High Speed Imaging with the Andor Zyla

We’ve been having some more fun with our Andor Zyla. While it runs at 100 fps when you image the full field of view, if you work with smaller regions of interest (ROIs), it goes quite a bit faster. The fastest we’ve had it running is 2000 fps for a 1024 x 64 ROI, and it runs at 420 fps for a 528 x 512 ROI. Here’s a movie of a swimming Tetrahymena recorded at 420 fps. It’s been slowed down by 10-fold for display here.

Swimming tetrahymena, recorded at 420 fps with an Andor Zyla camera using a 100x / 1.4 NA lens and DIC optics.

Of course, being a microscopy geek, the second thing I decided to do with the high speed imaging capabilities of this camera was to probe the performance of the microscope itself. Below is a montage of images acquired at 2.5 msec intervals during a 5 micron step of the piezo Z-stage.

Images of a tissue section acquired with a 20x / 0.75 NA lens. Frames are acquired every 2.5 msec. At frame 4, a 5 micron step is made with the piezo Z-stage. It takes 5 - 10 msec for the piezo to settle to its final position.

Images of a tissue section acquired with a 20x / 0.75 NA lens. Frames are acquired every 2.5 msec. Between frames 3 and 4, a 5 micron step is made with the piezo Z-stage. It takes 5 – 10 msec for the piezo to settle to its final position.

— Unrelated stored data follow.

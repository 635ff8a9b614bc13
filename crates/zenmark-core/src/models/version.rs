//! Version snapshot model

use serde::{Deserialize, Serialize};
use std::fmt;
use std::str::FromStr;
use uuid::Uuid;

use super::document::DocumentId;

/// A unique identifier for a version snapshot.
#[derive(Debug, Clone, Copy, PartialEq, Eq, Hash, Serialize, Deserialize)]
pub struct VersionId(Uuid);

impl VersionId {
    /// Create a new unique version ID using UUID v7.
    #[must_use]
    pub fn new() -> Self {
        Self(Uuid::now_v7())
    }

    /// Get the string representation of this ID.
    #[must_use]
    pub fn as_str(&self) -> String {
        self.0.to_string()
    }
}

impl Default for VersionId {
    fn default() -> Self {
        Self::new()
    }
}

impl fmt::Display for VersionId {
    fn fmt(&self, f: &mut fmt::Formatter<'_>) -> fmt::Result {
        write!(f, "{}", self.0)
    }
}

impl FromStr for VersionId {
    type Err = uuid::Error;

    fn from_str(s: &str) -> std::result::Result<Self, Self::Err> {
        Ok(Self(Uuid::parse_str(s)?))
    }
}

/// Immutable copy of a document's content at one version number.
#[derive(Debug, Clone, PartialEq, Eq, Serialize, Deserialize)]
pub struct VersionSnapshot {
    pub id: VersionId,
    pub document_id: DocumentId,
    pub version_number: i64,
    pub content: String,
    /// Creation timestamp (Unix ms).
    pub created_at: i64,
    /// Device that wrote the snapshot.
    pub device_id: String,
}

impl VersionSnapshot {
    #[must_use]
    pub fn new(
        document_id: DocumentId,
        version_number: i64,
        content: impl Into<String>,
        device_id: impl Into<String>,
    ) -> Self {
        Self {
            id: VersionId::new(),
            document_id,
            version_number,
            content: content.into(),
            created_at: chrono::Utc::now().timestamp_millis(),
            device_id: device_id.into(),
        }
    }
}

With this high speed acquisition, we can clearly see that the piezo does not move instantaneously. However, it’s still quite fast. We then applied this same approach to look at the speed of the Nikon Perfect Focus System (PFS), by taking the same 5 micron piezo Z-step with the PFS on. Under these conditions, the stage moves the sample, and the PFS then moves the objective to compensate for this change in focus. A movie of this process, slowed down 10-fold, is shown below.

A 5 micron Z step is taken with the piezo Z-stage and the PFS moves the objective to compensate.

As can be seen here, the piezo movement is very rapid and the PFS response to this movement is considerably slower. Presumably, the slow response is not due to the PFS itself, but rather to the speed with which it can move the objective. Because the objective turret is heavy, moving it is relatively slow. To more accurately measure the PFS response speed, I quantified the focus by measuring the standard deviation of the image within a small ROI.

PFSresponse_graph

Focus response from the movie above. The PFS takes several hundred milliseconds to return to the focal plane after the 5 micron shift.

Among other things, this explains why we haven’t had great luck using the PFS to keep samples in focus when we do high speed image stitching. The stage is simply moving too fast for the PFS to keep up when we image a new field of view every 100 milliseconds. One potential solution to this would be to integrate a hardware autofocus system with a piezo Z-stage, which is something I’d like to try in the future.